Design and implement smart and functional nano–bio interfaces between nanoscale materials and mammalian cells
This is a project at the interface of multiple disciplines, in close interaction with a diverse team of multidisciplinary researchers of material scientists, bioengineers and molecular biologists. The combined team will deliver new paradigms for nano–bio interface design and function.

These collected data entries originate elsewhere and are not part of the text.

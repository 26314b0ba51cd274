//! Configuration schema definitions.
//!
//! This module defines the complete configuration structure for the proxy.
//! All types derive Serde traits for deserialization from config files.

use serde::{Deserialize, Serialize};

/// Root configuration for the signing proxy.
#[derive(Debug, Clone, Deserialize, Serialize, Default)]
#[serde(default)]
pub struct ProxyConfig {
    /// Listener configuration (bind address).
    pub listener: ListenerConfig,

    /// Settlement service and network registry locations.
    pub upstream: UpstreamConfig,

    /// Our participant identity on the network.
    pub subscriber: SubscriberConfig,

    /// Ed25519 key used to sign outgoing network traffic.
    pub identity: IdentityConfig,

    /// Shared-secret pair presented to the settlement service.
    pub credential: CredentialConfig,

    /// Public key cache policy.
    pub key_cache: KeyCacheConfig,

    /// Inbound signature acceptance rules.
    pub verification: VerificationConfig,

    /// Test-only behaviours.
    pub test_mode: TestModeConfig,

    /// Timeout configuration.
    pub timeouts: TimeoutConfig,

    /// Request limits.
    pub security: SecurityConfig,

    /// Observability settings.
    pub observability: ObservabilityConfig,
}

/// Listener configuration.
#[derive(Debug, Clone, Deserialize, Serialize)]
#[serde(default)]
pub struct ListenerConfig {
    /// Bind address (e.g., "0.0.0.0:4000").
    pub bind_address: String,
}

impl Default for ListenerConfig {
    fn default() -> Self {
        Self {
            bind_address: "0.0.0.0:4000".to_string(),
        }
    }
}

/// Upstream locations.
#[derive(Debug, Clone, Deserialize, Serialize, Default)]
#[serde(default)]
pub struct UpstreamConfig {
    /// Base URL of the internal settlement service.
    pub rsf_url: String,

    /// Base URL of the network registry (lookup endpoint lives below it).
    pub registry_url: String,
}

/// Subscriber identity.
#[derive(Debug, Clone, Deserialize, Serialize, Default)]
#[serde(default)]
pub struct SubscriberConfig {
    /// Subscriber id registered on the network.
    pub id: String,

    /// Subscriber URI registered on the network.
    pub uri: String,
}

/// Network signing key.
#[derive(Clone, Deserialize, Serialize, Default)]
#[serde(default)]
pub struct IdentityConfig {
    /// Unique key id registered alongside the public key.
    pub key_id: String,

    /// Base64 Ed25519 private key (32-byte seed or 64-byte keypair).
    pub private_key: String,
}

impl std::fmt::Debug for IdentityConfig {
    fn fmt(&self, f: &mut std::fmt::Formatter<'_>) -> std::fmt::Result {
        f.debug_struct("IdentityConfig")
            .field("key_id", &self.key_id)
            .field("private_key", &"<redacted>")
            .finish()
    }
}

/// Credential pair forwarded to the settlement service on ingress.
#[derive(Clone, Deserialize, Serialize, Default)]
#[serde(default)]
pub struct CredentialConfig {
    pub key_id: String,
    pub secret_key: String,
}

impl std::fmt::Debug for CredentialConfig {
    fn fmt(&self, f: &mut std::fmt::Formatter<'_>) -> std::fmt::Result {
        f.debug_struct("CredentialConfig")
            .field("key_id", &self.key_id)
            .field("secret_key", &"<redacted>")
            .finish()
    }
}

/// Key cache policy.
#[derive(Debug, Clone, Deserialize, Serialize)]
#[serde(default)]
pub struct KeyCacheConfig {
    /// Seconds an entry is served without refreshing.
    pub ttl_secs: u64,

    /// Seconds past the TTL an entry is still served while refreshing.
    pub stale_secs: u64,
}

impl Default for KeyCacheConfig {
    fn default() -> Self {
        Self {
            ttl_secs: 600,
            stale_secs: 600,
        }
    }
}

/// Inbound signature acceptance.
#[derive(Debug, Clone, Deserialize, Serialize)]
#[serde(default)]
pub struct VerificationConfig {
    /// Reject signatures outside their created/expires window.
    pub enforce_window: bool,

    /// Clock skew tolerated on both ends of the window.
    pub clock_skew_secs: u64,

    /// Subscriber accepted without signature checks. Leave unset in production.
    pub trusted_subscriber_id: Option<String>,
}

impl Default for VerificationConfig {
    fn default() -> Self {
        Self {
            enforce_window: true,
            clock_skew_secs: 0,
            trusted_subscriber_id: None,
        }
    }
}

/// Test-only behaviour.
#[derive(Debug, Clone, Deserialize, Serialize, Default)]
#[serde(default)]
pub struct TestModeConfig {
    /// Honour `x-debug-invalid-signature` / `x-debug-omit-signature` on egress.
    pub allow_debug_headers: bool,
}

/// Timeout configuration.
#[derive(Debug, Clone, Deserialize, Serialize)]
#[serde(default)]
pub struct TimeoutConfig {
    /// Total time for a proxied request, in seconds.
    pub request_secs: u64,

    /// Timeout of each upstream call (forward, registry, key listing), in seconds.
    pub upstream_secs: u64,
}

impl Default for TimeoutConfig {
    fn default() -> Self {
        Self {
            request_secs: 30,
            upstream_secs: 10,
        }
    }
}

/// Request limits.
#[derive(Debug, Clone, Deserialize, Serialize)]
#[serde(default)]
pub struct SecurityConfig {
    /// Maximum body size in bytes.
    pub max_body_size: usize,
}

impl Default for SecurityConfig {
    fn default() -> Self {
        Self {
            max_body_size: 2 * 1024 * 1024, // 2MB
        }
    }
}

/// Log output format.
#[derive(Debug, Clone, Copy, Deserialize, Serialize, PartialEq, Eq, Default)]
#[serde(rename_all = "lowercase")]
pub enum LogFormat {
    #[default]
    Pretty,
    Json,
}

/// Observability configuration.
#[derive(Debug, Clone, Deserialize, Serialize)]
#[serde(default)]
pub struct ObservabilityConfig {
    /// Log level (trace, debug, info, warn, error). `RUST_LOG` takes precedence.
    pub log_level: String,

    /// Log output format.
    pub log_format: LogFormat,

    /// Enable metrics endpoint.
    pub metrics_enabled: bool,

    /// Metrics endpoint bind address.
    pub metrics_address: String,
}

impl Default for ObservabilityConfig {
    fn default() -> Self {
        Self {
            log_level: "info".to_string(),
            log_format: LogFormat::Pretty,
            metrics_enabled: false,
            metrics_address: "0.0.0.0:9090".to_string(),
        }
    }
}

Vertically aligned silicon nanowire (VA-SiNW) arrays allow access to the internal structures of a cell without inducing toxicity, and can transport genes or other “bioactives molecules” (DNAs, genes, editing tools, proteins, and small molecules) into it (Scheme). The VA-SiNW array format is an untapped means of using nanobiotechnology to increase the efficiency of cellular processes and to manipulate cell function. Given the staggering complexity and variety of cellular processes, the aim of the research at the NW–cell interface is to understand how subtly varying the physical geometry of VA-SiNW – their density, diameter, height, shape, and more complex and hierarchical architectural designs – can permit specific and controlled changes to key cell functions, behaviours, and fate conversions. Success would enable the design and fabrication of smart nano–bio interfaces with closely controlled geometry and architecture, to orchestrate specific cellular processes such as cellular adhesion, morphology, migration, proliferation, and differentiation with unprecedented efficiency and predictability. Addressing these primary challenges for bioactive transport will take us closer to the ultimate goal of mapping out and understanding all levels of the NW–cell interface; in particular, it will have ramifications for several biological applications: iPSC reprogramming, CAR-T production, and genome editing.
There are three PhD opportunities available within this topic, each with a fully-paid scholarship for three years, with the possibility of applying for a 6-month extension.